Figure 4. The average nucleotide composition of the Hsp60 genes
from 17 phyla: a – The average total GC contents at each positions of
codon of Hsp60 sequences and corresponding genomes; b - The average
content of GC1, GC2, and
GC3 in Hsp60 genes. Phyla were sorted by average total
GC content of Hsp60 sequences. Student’s t-test was used to compare the
average GC content of the Hsp60 sequences and the average GC content of
the corresponding genomes. The difference between two independent
samples of GC values is considered statistically significant if the
p-value is less than 0.05. Statistically indistinguishable average GC
values are marked with “ns” (non-significant).

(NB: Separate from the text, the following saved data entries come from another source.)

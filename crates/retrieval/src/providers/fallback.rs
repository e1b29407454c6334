//! Primary web search with a free fallback.

use crate::sources::{WebHit, WebSearch};
use agentrag_core::AppResult;
use async_trait::async_trait;
use std::sync::Arc;

/// Tries the primary search first and falls back on error.
///
/// With no primary configured every query goes straight to the fallback.
pub struct FallbackWebSearch {
    primary: Option<Arc<dyn WebSearch>>,
    fallback: Arc<dyn WebSearch>,
}

impl FallbackWebSearch {
    pub fn new(primary: Option<Arc<dyn WebSearch>>, fallback: Arc<dyn WebSearch>) -> Self {
        Self { primary, fallback }
    }

    /// Name of the search that answers first.
    pub fn active(&self) -> &str {
        match &self.primary {
            Some(primary) => primary.name(),
            None => self.fallback.name(),
        }
    }

    pub fn has_primary(&self) -> bool {
        self.primary.is_some()
    }
}

#[async_trait]
impl WebSearch for FallbackWebSearch {
    fn name(&self) -> &str {
        self.active()
    }

    async fn search(&self, query: &str, max_results: usize) -> AppResult<Vec<WebHit>> {
        if let Some(primary) = &self.primary {
            match primary.search(query, max_results).await {
                Ok(hits) => return Ok(hits),
                Err(e) => tracing::warn!(
                    "{} search failed, falling back to {}: {}",
                    primary.name(),
                    self.fallback.name(),
                    e
                ),
            }
        }

        self.fallback.search(query, max_results).await
    }
}

#[cfg(test)]
mod tests {
    use super::*;
    use agentrag_core::AppError;

    struct Named(&'static str, bool);

    #[async_trait]
    impl WebSearch for Named {
        fn name(&self) -> &str {
            self.0
        }

        async fn search(&self, _query: &str, _max: usize) -> AppResult<Vec<WebHit>> {
            if !self.1 {
                return Err(AppError::Other(format!("{} down", self.0)));
            }
            Ok(vec![WebHit {
                title: self.0.to_string(),
                snippet: String::new(),
                url: String::new(),
            }])
        }
    }

    #[tokio::test]
    async fn test_primary_answers_when_healthy() {
        let search = FallbackWebSearch::new(
            Some(Arc::new(Named("primary", true))),
            Arc::new(Named("fallback", true)),
        );
        let hits = search.search("q", 3).await.unwrap();
        assert_eq!(hits[0].title, "primary");
        assert_eq!(search.active(), "primary");
    }

    #[tokio::test]
    async fn test_falls_back_on_error() {
        let search = FallbackWebSearch::new(
            Some(Arc::new(Named("primary", false))),
            Arc::new(Named("fallback", true)),
        );
        let hits = search.search("q", 3).await.unwrap();
        assert_eq!(hits[0].title, "fallback");
    }

    #[tokio::test]
    async fn test_no_primary_uses_fallback() {
        let search = FallbackWebSearch::new(None, Arc::new(Named("fallback", true)));
        assert!(!search.has_primary());
        assert_eq!(search.name(), "fallback");
        assert_eq!(search.search("q", 3).await.unwrap()[0].title, "fallback");
    }

    #[tokio::test]
    async fn test_both_failing_is_error() {
        let search = FallbackWebSearch::new(
            Some(Arc::new(Named("primary", false))),
            Arc::new(Named("fallback", false)),
        );
        assert!(search.search("q", 3).await.is_err());
    }
}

The average GC content in the Hsp60 genes ranges from 0.41±0.13
(Apicomplexa) to 0.67±0.04 (Actinobacteria) (Figure 4a). As can be seen,
the average GC content of almost all Hsp60 genes is comparable to or
exceeds the average genomic background. In turn, the opposite is
observed for Euryarchaeota. The upward trend in the GC content in the
Hsp60 genes may be associated with recombination (GC-biased gene
conversion)46,47, repair48, and the
environmental changes49,50, in which there is an
increase in the frequency of AT→GC substitutions. Thus, it can be
assumed that the Hsp60 gene is tightly controlled by DNA repair systems
that protect the genetic material from mutations.
To determine the contribution of each of three codon positions to the
total GC content of Hsp60 genes from 17 phyla, the GC1,
GC2, and GC3 contents were calculated.
The average GC1 values vary from 0.49±0.06 (Apicomplexa)
to 0.69±0.02 (Actinobacteria), and their contribution to the total GC
content of Hsp60 genes is moderate (Figure 4b). At the same time,
GC2 in the range from 0.36±0.03 (Apicomplexa) to
0.44±0.02 (Basidiomycota) were the least variable and practically did
not affect the GC composition of the Hsp60 genes. These results are
obvious since the second codon position is the most conserved.
GC3 values vary from 0.25±0.15 (Firmicutes) to 0.9±0.11
(Actinobacteria), which indicates a mutation bias51.
It should be noted that starting from Euryarchaeota, the average
GC3 values of the Hsp60 genes increase sharply (Figure
4b), and the average GC content becomes more than 0.5 (Figure 4a).
The substitution of nucleotides at the third position of the codon,
caused by point mutations or repair processes, does not change the amino
acid, but only indicates the mutational pressure for codon usage.
According to the theory35, mutational pressure tends
to push the GC content in a gene/genome towards equilibrium (neutrality
of codon usage), reducing the heterogeneity caused by natural
selection34. Equilibrium of the nucleotide composition
of the gene/genome, in which selective constraints (factors that reduced
the evolutionary divergence of the functional sequence) do not affect
the GC content, is achieved when the frequencies of the AT→GC and GC→AT
mutations are equal34. These mutations can be fixed or
removed from the population by natural selection and random genetic
drift35. The frequencies of the AT→GC and GC→AT
mutations at the third position of the codons also reflect the direction
of the mutational pressure. In general, the GC3 value is
less than 0.5 when the gene is under the influence of AT pressure, andvice versa 52. Thus, we can initially identify
two groups of Hsp60 genes that differ in the direction of mutational
pressure (Figure 4b). The AT-group includes Apicomplexa, Chlamydiae,
Firmicutes, Streptophyta, Nematoda, Bacteroidetes, Mollusca,
Cyanobacteria, and Chordata, which have an average total GC content of
less than 0.5 in the Hsp60 genes. In turn, the phyla Euryarchaeota,
Arthropoda, Ascomycota, Proteobacteria, Euglenozoa, Basidiomycota,
Chlorophyta, and Actinobacteria form a GC-group with an average total GC
content of more than 0.5. However, the threshold of 0.5 is nominal due
to the imbalance between the rates of mutation and repair
processes53. Therefore, a neutrality analysis was
carried out to clarify the direction of the mutational pressure and to
reveal the degree of its influence on the codon usage with the
determination of the equilibrium point (Figure 5).